涉及CAR工程化T细胞和细小病毒H-1的癌症疗法的制作方法

背景技术：

1、多年来，癌症治疗基于手术、化疗和放射，最近基于靶向疗法。尽管这些方法有助于改善效果，但是大多数恶性肿瘤仍然有不良预后。靶向抗癌方法提供个性化的疗法来降低大多数恶性肿瘤的复杂性并提高成功概率。当前，使用患者免疫系统的力量来对抗疾病的免疫疗法越来越受到关注。癌症免疫疗法的一种方法是对患者的t细胞进行基因工程化，以表达识别和攻击肿瘤细胞的嵌合抗原受体(car)。该car包含抗体或与铰链区融合的源于配体的靶向胞外域、跨膜结构域和胞内t细胞信号传导结构域。当由t细胞表达时，car为抗原授予由靶向结构域确定的特异性。与以主要组织相容性复合物(mhc)依赖性方式识别抗原的常规t细胞受体(tcr)相比，car可能能够将t细胞的效应子功能重新定向到在细胞表面上表达任何蛋白或非蛋白靶标。该策略由此避免靶细胞的抗原处理和呈现的需求，并且适用于非典型t细胞靶标。绕过人mhc限制使car-t细胞方法成为一种普遍的治疗方法，拓宽了过继t细胞疗法的潜在适用性。

2、四代car正在临床前研究和正在进行的临床研究中进行调研(mirzaei等人，frontiers in immunology 2017，第8卷，art.1850)。car“代”通常是指包含在受体分子中的胞内信号传导结构域。第一代car仅包括cd3ζ作为胞内信号传导结构域；第二代car包括除了cd3ζ之外的单个共刺激结构域，诸如cd28、4-1bb(cd137)、cd27或ox40；第三代car包含cd3ζ和两个共刺激结构域，诸如cd28、4-1bb或其他共刺激分子(参考图3)。car可以进一步通过引入额外的基因来操纵，包括编码强效抗肿瘤细胞因子的那些基因，(例如，il-12和ii-15)或共刺激配体(例如，4-1bbl)，因此产生“铠装”第四代car t细胞(maus等人，blood2014,123(1),2625-2635；pegram等人，cancer j.2014,20(2):127)。

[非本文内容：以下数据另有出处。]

// services/farm-dash/src/ui/settings.rs
//
// Profile editor and display preferences. While editing, the draft held by
// the app is shown instead of the saved profile.

use farmkit::theme::Palette;
use ratatui::{prelude::*, widgets::*};

use super::components::{self, color, field_line};
use crate::app::{App, InputMode, PROFILE_FIELDS};

pub fn draw(frame: &mut Frame, area: Rect, app: &App, palette: &Palette) {
    let [title, profile, preferences] = Layout::vertical([
        Constraint::Length(3),
        Constraint::Length(8),
        Constraint::Min(6),
    ])
    .areas(area);

    components::section_title(
        frame,
        title,
        "Settings",
        "Manage your profile and dashboard preferences",
        palette,
    );
    draw_profile(frame, profile, app, palette);
    draw_preferences(frame, preferences, app, palette);
}

fn draw_profile(frame: &mut Frame, area: Rect, app: &App, palette: &Palette) {
    let profile = &app.session.dashboard.profile;
    let muted = Style::default().fg(color(palette.muted));

    let (lines, editing) = match (&app.profile_draft, app.mode) {
        (Some(draft), InputMode::Profile { field }) => {
            let values = [draft.name.clone(), format!("< {} >", draft.role.label())];
            let mut lines: Vec<Line> = PROFILE_FIELDS
                .iter()
                .zip(values)
                .enumerate()
                .map(|(i, (label, value))| {
                    let focused = i == field;
                    let style = if focused {
                        Style::default().fg(color(palette.heading)).bg(color(palette.background)).bold()
                    } else {
                        Style::default().fg(color(palette.text))
                    };
                    let cursor = if focused && i == 0 { "_" } else { "" };
                    Line::from(vec![
                        Span::styled(format!("{:<10}", label), muted),
                        Span::styled(format!("{}{}", value, cursor), style),
                    ])
                })
                .collect();
            lines.push(field_line("Email", profile.email.clone(), palette));
            lines.push(Line::from(""));
            lines.push(Line::from(Span::styled(
                "[TAB] Next field  [SPACE] Cycle role  [ENTER] Save  [ESC] Cancel",
                muted,
            )));
            (lines, true)
        }
        _ => (
            vec![
                field_line("Name", profile.name.clone(), palette),
                field_line("Role", profile.role.label(), palette),
                field_line("Email", profile.email.clone(), palette),
                Line::from(""),
                Line::from(Span::styled("[I] Edit profile", muted)),
            ],
            false,
        ),
    };

    let mut block = components::card("User Profile", palette);
    if editing {
        block = block.border_style(Style::default().fg(color(palette.accent)));
    }
    frame.render_widget(Paragraph::new(lines).block(block), area);
}

fn draw_preferences(frame: &mut Frame, area: Rect, app: &App, palette: &Palette) {
    let dashboard = &app.session.dashboard;
    let muted = Style::default().fg(color(palette.muted));
    let theme = if dashboard.theme.is_dark() { "Dark" } else { "Light" };
    let sidebar = if dashboard.sidebar_open { "Expanded" } else { "Compact" };

    let lines = vec![
        Line::from(vec![
            Span::styled("Theme       ", muted),
            Span::styled(theme, Style::default().fg(color(palette.accent)).bold()),
            Span::styled("   [T] toggle", muted),
        ]),
        Line::from(vec![
            Span::styled("Sidebar     ", muted),
            Span::styled(sidebar, Style::default().fg(color(palette.text))),
            Span::styled("   [B] toggle", muted),
        ]),
        field_line("Farm", dashboard.farm.farm_id.clone(), palette),
        field_line(
            "Live data",
            format!(
                "{} refreshes, last at {}",
                dashboard.refresh_count,
                dashboard.last_refresh.format("%H:%M:%S")
            ),
            palette,
        ),
    ];

    frame.render_widget(
        Paragraph::new(lines).block(components::card("Preferences", palette)),
        area,
    );
}
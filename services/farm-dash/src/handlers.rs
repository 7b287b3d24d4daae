// services/farm-dash/src/handlers.rs
//
// Keyboard dispatch. Each key press is applied to completion before the
// next event is read.

use crossterm::event::{KeyCode, KeyEvent};
use farmkit::shell::Overlay;
use farmkit::Tab;

use crate::app::{App, InputMode, MEMBER_ROLE_FIELD, PROFILE_FIELDS};

/// Digit / dash shortcuts for the eleven tabs, in sidebar order
const TAB_KEYS: [char; 11] = ['1', '2', '3', '4', '5', '6', '7', '8', '9', '0', '-'];

pub fn handle_key(app: &mut App, key: KeyEvent) {
    match app.mode {
        InputMode::Normal => handle_normal(app, key.code),
        InputMode::Chat => handle_chat(app, key.code),
        InputMode::Form { field } => handle_form(app, key.code, field),
        InputMode::Profile { field } => handle_profile(app, key.code, field),
    }
}

fn handle_normal(app: &mut App, code: KeyCode) {
    // An open SOS overlay swallows everything but dismissal
    if matches!(app.session.dashboard.overlay, Some(Overlay::Sos { .. })) {
        if matches!(code, KeyCode::Esc | KeyCode::Enter | KeyCode::Char('q')) {
            app.close_overlay();
        }
        return;
    }

    let tab = app.session.dashboard.active_tab;
    match code {
        KeyCode::Char('q') | KeyCode::Esc => app.should_quit = true,
        KeyCode::Tab | KeyCode::Right => switch_tab(app, tab.next()),
        KeyCode::BackTab | KeyCode::Left => switch_tab(app, tab.prev()),
        KeyCode::Char(c) if TAB_KEYS.contains(&c) => {
            if let Some(i) = TAB_KEYS.iter().position(|k| *k == c) {
                switch_tab(app, Tab::ALL[i]);
            }
        }
        KeyCode::Char('t') => app.session.dashboard.toggle_theme(),
        KeyCode::Char('b') => app.session.dashboard.toggle_sidebar(),
        KeyCode::Char('s') => app.session.dashboard.raise_sos(),
        KeyCode::Char('e') => app.export(),
        KeyCode::Char('a') => match tab {
            Tab::Crops => app.open_crop_form(),
            Tab::Team => app.open_member_form(),
            _ => {}
        },
        KeyCode::Char('i') | KeyCode::Enter => match tab {
            Tab::Assistant => {
                app.clear_status();
                app.mode = InputMode::Chat;
            }
            Tab::Settings => app.begin_profile_edit(),
            Tab::Reports => app.export(),
            Tab::Emergency => app.session.dashboard.raise_sos(),
            _ => {}
        },
        KeyCode::Up => app.scroll_up(),
        KeyCode::Down => app.scroll_down(),
        _ => {}
    }
}

fn switch_tab(app: &mut App, tab: Tab) {
    app.session.dashboard.select_tab(tab);
    app.scroll_offset = 0;
}

fn handle_chat(app: &mut App, code: KeyCode) {
    match code {
        KeyCode::Esc => app.mode = InputMode::Normal,
        KeyCode::Enter => {
            app.session.send_chat();
        }
        KeyCode::Backspace => {
            app.session.dashboard.chat_input.pop();
        }
        KeyCode::Char(c) => app.session.dashboard.chat_input.push(c),
        _ => {}
    }
}

fn handle_form(app: &mut App, code: KeyCode, field: usize) {
    let len = app.form_len();
    if len == 0 {
        app.mode = InputMode::Normal;
        return;
    }

    let is_role_field = matches!(app.session.dashboard.overlay, Some(Overlay::AddMember(_)))
        && field == MEMBER_ROLE_FIELD;

    match code {
        KeyCode::Esc => app.close_overlay(),
        KeyCode::Enter => app.submit_form(),
        KeyCode::Tab | KeyCode::Down => app.mode = InputMode::Form { field: (field + 1) % len },
        KeyCode::BackTab | KeyCode::Up => {
            app.mode = InputMode::Form { field: (field + len - 1) % len }
        }
        KeyCode::Left | KeyCode::Right | KeyCode::Char(' ') if is_role_field => {
            app.cycle_member_role()
        }
        KeyCode::Backspace => {
            if let Some(text) = app.form_text_mut(field) {
                text.pop();
            }
        }
        KeyCode::Char(c) => {
            if let Some(text) = app.form_text_mut(field) {
                text.push(c);
            }
        }
        _ => {}
    }
}

fn handle_profile(app: &mut App, code: KeyCode, field: usize) {
    let len = PROFILE_FIELDS.len();

    match code {
        KeyCode::Esc => app.cancel_profile_edit(),
        KeyCode::Enter => app.save_profile(),
        KeyCode::Tab | KeyCode::Down => app.mode = InputMode::Profile { field: (field + 1) % len },
        KeyCode::BackTab | KeyCode::Up => {
            app.mode = InputMode::Profile { field: (field + len - 1) % len }
        }
        _ => {
            let Some(draft) = app.profile_draft.as_mut() else {
                app.mode = InputMode::Normal;
                return;
            };
            match code {
                KeyCode::Left | KeyCode::Right | KeyCode::Char(' ') if field == 1 => {
                    draft.role = draft.role.next()
                }
                KeyCode::Backspace if field == 0 => {
                    draft.name.pop();
                }
                KeyCode::Char(c) if field == 0 => draft.name.push(c),
                _ => {}
            }
        }
    }
}

#[cfg(test)]
mod tests {
    use super::*;
    use crossterm::event::KeyModifiers;
    use farmkit::mock::MockDataGenerator;
    use farmkit::theme::Theme;
    use farmkit::types::{Role, Sender};
    use farmkit::{DashboardConfig, Session};
    use std::time::Duration;

    fn app() -> App {
        let session = Session::with_generator(&DashboardConfig::default(), MockDataGenerator::seeded(3));
        App::new(session, std::env::temp_dir())
    }

    fn press(app: &mut App, code: KeyCode) {
        handle_key(app, KeyEvent::new(code, KeyModifiers::NONE));
    }

    fn type_text(app: &mut App, text: &str) {
        for c in text.chars() {
            press(app, KeyCode::Char(c));
        }
    }

    #[tokio::test(start_paused = true)]
    async fn test_scroll_stops_at_last_item() {
        let mut app = app();
        press(&mut app, KeyCode::Char('3'));
        let crops = app.session.dashboard.crops.len();

        for _ in 0..crops + 5 {
            press(&mut app, KeyCode::Down);
        }
        assert_eq!(app.scroll_offset, crops - 1);

        press(&mut app, KeyCode::Up);
        assert_eq!(app.scroll_offset, crops - 2);
    }

    #[tokio::test(start_paused = true)]
    async fn test_scroll_ignored_on_fixed_panels() {
        let mut app = app();

        for tab in [Tab::Overview, Tab::History, Tab::Team] {
            app.session.dashboard.select_tab(tab);
            press(&mut app, KeyCode::Down);
            assert_eq!(app.scroll_offset, 0, "{:?}", tab);
        }
    }

    #[tokio::test(start_paused = true)]
    async fn test_tab_shortcuts() {
        let mut app = app();

        press(&mut app, KeyCode::Char('3'));
        assert_eq!(app.session.dashboard.active_tab, Tab::Crops);
        press(&mut app, KeyCode::Char('-'));
        assert_eq!(app.session.dashboard.active_tab, Tab::Settings);
        press(&mut app, KeyCode::Tab);
        assert_eq!(app.session.dashboard.active_tab, Tab::Overview);
        press(&mut app, KeyCode::BackTab);
        assert_eq!(app.session.dashboard.active_tab, Tab::Settings);
    }

    #[tokio::test(start_paused = true)]
    async fn test_theme_toggle_round_trip() {
        let mut app = app();

        press(&mut app, KeyCode::Char('t'));
        assert_eq!(app.session.dashboard.theme, Theme::Dark);
        press(&mut app, KeyCode::Char('t'));
        assert_eq!(app.session.dashboard.theme, Theme::Light);
    }

    #[tokio::test(start_paused = true)]
    async fn test_chat_typing_and_reply() {
        let mut app = app();
        press(&mut app, KeyCode::Char('5'));
        press(&mut app, KeyCode::Char('i'));
        assert_eq!(app.mode, InputMode::Chat);

        // 'q' is text while chatting, not quit
        type_text(&mut app, "quick test");
        press(&mut app, KeyCode::Backspace);
        assert_eq!(app.session.dashboard.chat_input, "quick tes");
        assert!(!app.should_quit);

        press(&mut app, KeyCode::Enter);
        let last = app.session.dashboard.chat.last().unwrap();
        assert_eq!(last.sender, Sender::User);
        assert_eq!(last.text, "quick tes");

        tokio::time::sleep(Duration::from_millis(1_100)).await;
        app.session.drain_events();
        assert_eq!(app.session.dashboard.chat.last().unwrap().sender, Sender::Assistant);

        press(&mut app, KeyCode::Esc);
        assert_eq!(app.mode, InputMode::Normal);
    }

    #[tokio::test(start_paused = true)]
    async fn test_add_crop_form() {
        let mut app = app();
        press(&mut app, KeyCode::Char('3'));
        press(&mut app, KeyCode::Char('a'));
        assert_eq!(app.mode, InputMode::Form { field: 0 });

        // Missing variety: stays open, nothing added
        type_text(&mut app, "Wheat");
        press(&mut app, KeyCode::Enter);
        assert_eq!(app.session.dashboard.crops.len(), 6);
        assert!(app.session.dashboard.overlay.is_some());

        press(&mut app, KeyCode::Tab);
        type_text(&mut app, "HD2967");
        press(&mut app, KeyCode::Enter);

        assert_eq!(app.mode, InputMode::Normal);
        assert!(app.session.dashboard.overlay.is_none());
        let crop = app.session.dashboard.crops.last().unwrap();
        assert_eq!((crop.id, crop.name.as_str(), crop.variety.as_str()), (7, "Wheat", "HD2967"));
        assert_eq!(crop.health_score, 100);
    }

    #[tokio::test(start_paused = true)]
    async fn test_add_member_form_cycles_role() {
        let mut app = app();
        press(&mut app, KeyCode::Char('0'));
        press(&mut app, KeyCode::Char('a'));

        type_text(&mut app, "Ravi");
        press(&mut app, KeyCode::Tab);
        press(&mut app, KeyCode::Right);
        press(&mut app, KeyCode::Tab);
        type_text(&mut app, "ravi@farm.com");
        press(&mut app, KeyCode::Enter);

        let member = app.session.dashboard.team.last().unwrap();
        assert_eq!(member.name, "Ravi");
        assert_eq!(member.role, Role::Agronomist);
        assert_eq!(member.id, 4);
    }

    #[tokio::test(start_paused = true)]
    async fn test_form_escape_discards() {
        let mut app = app();
        press(&mut app, KeyCode::Char('3'));
        press(&mut app, KeyCode::Char('a'));
        type_text(&mut app, "Millet");
        press(&mut app, KeyCode::Esc);

        assert_eq!(app.mode, InputMode::Normal);
        assert!(app.session.dashboard.overlay.is_none());
        assert_eq!(app.session.dashboard.crops.len(), 6);
    }

    #[tokio::test(start_paused = true)]
    async fn test_profile_edit() {
        let mut app = app();
        press(&mut app, KeyCode::Char('-'));
        press(&mut app, KeyCode::Enter);
        assert_eq!(app.mode, InputMode::Profile { field: 0 });

        for _ in 0.."John Doe".len() {
            press(&mut app, KeyCode::Backspace);
        }
        type_text(&mut app, "Asha");
        press(&mut app, KeyCode::Down);
        press(&mut app, KeyCode::Char(' '));
        press(&mut app, KeyCode::Char(' '));
        press(&mut app, KeyCode::Enter);

        assert_eq!(app.session.dashboard.profile.name, "Asha");
        assert_eq!(app.session.dashboard.profile.role, Role::Admin);
        assert_eq!(app.mode, InputMode::Normal);
    }

    #[tokio::test(start_paused = true)]
    async fn test_sos_overlay_blocks_navigation() {
        let mut app = app();
        press(&mut app, KeyCode::Char('s'));
        assert!(matches!(app.session.dashboard.overlay, Some(Overlay::Sos { .. })));

        press(&mut app, KeyCode::Char('2'));
        assert_eq!(app.session.dashboard.active_tab, Tab::Overview);

        press(&mut app, KeyCode::Esc);
        assert!(app.session.dashboard.overlay.is_none());
        assert!(!app.should_quit);

        press(&mut app, KeyCode::Char('q'));
        assert!(app.should_quit);
    }

    #[tokio::test(start_paused = true)]
    async fn test_export_sets_status() {
        let dir = tempfile::tempdir().unwrap();
        let session = Session::with_generator(&DashboardConfig::default(), MockDataGenerator::seeded(3));
        let mut app = App::new(session, dir.path().to_path_buf());

        press(&mut app, KeyCode::Char('e'));

        let path = app.last_export.clone().unwrap();
        assert!(path.starts_with(dir.path()));
        assert!(path.exists());
        assert!(app.status.as_deref().unwrap().starts_with("Exported to"));
    }

    #[tokio::test(start_paused = true)]
    async fn test_export_failure_is_reported() {
        let dir = tempfile::tempdir().unwrap();
        let session = Session::with_generator(&DashboardConfig::default(), MockDataGenerator::seeded(3));
        let mut app = App::new(session, dir.path().join("missing").join("nested"));

        press(&mut app, KeyCode::Char('e'));

        assert!(app.last_export.is_none());
        assert!(app.status.as_deref().unwrap().starts_with("Export failed"));
    }
}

3、被开发用于治疗b细胞白血病和淋巴瘤的靶向b细胞受体相关蛋白cd19的嵌合抗原受体是迄今为止临床测试最多的。cd19-car t细胞疗法在多个采用不同治疗设计的机构中取得了很大进展，导致了这种过继免疫疗法的成功商业化。两种cd19靶向car-t细胞产品，诺华(美国新泽西州东汉诺威)的(替沙来塞)和凯特制药(美国加利福尼亚州圣莫尼卡)的(阿基仑赛)，已于2017年被美国fda批准分别用于治疗b细胞急性淋巴细胞白血病(b-all)和弥漫性大b细胞淋巴瘤(dlbcl)。car-t细胞疗法在患有复发且通常难治性疾病的儿童及青壮年中已经取得了非凡的效果，完全应答(cr)率为70-90％(cummins等人，leuk.lymphoma 2017,1-15)。在淋巴瘤和其他b细胞恶性肿瘤中，car t细胞疗法是有效的，同时显示出较低的cr率，约55％(cummins等人，leuk.lymphoma 2017,1-15)。fda批准的两种car都特异性结合cd19，cd19是一种抗原，其很好地作为血液恶性肿瘤的靶标工作，因为它在恶性细胞上几乎均匀表达并且出现在所有b细胞上，包括健康的和恶性的细胞。因此，cd19-car-t细胞治疗可引起b细胞发育不全，但是这种状况可以用静脉免疫球蛋白和密切感染监测来管理。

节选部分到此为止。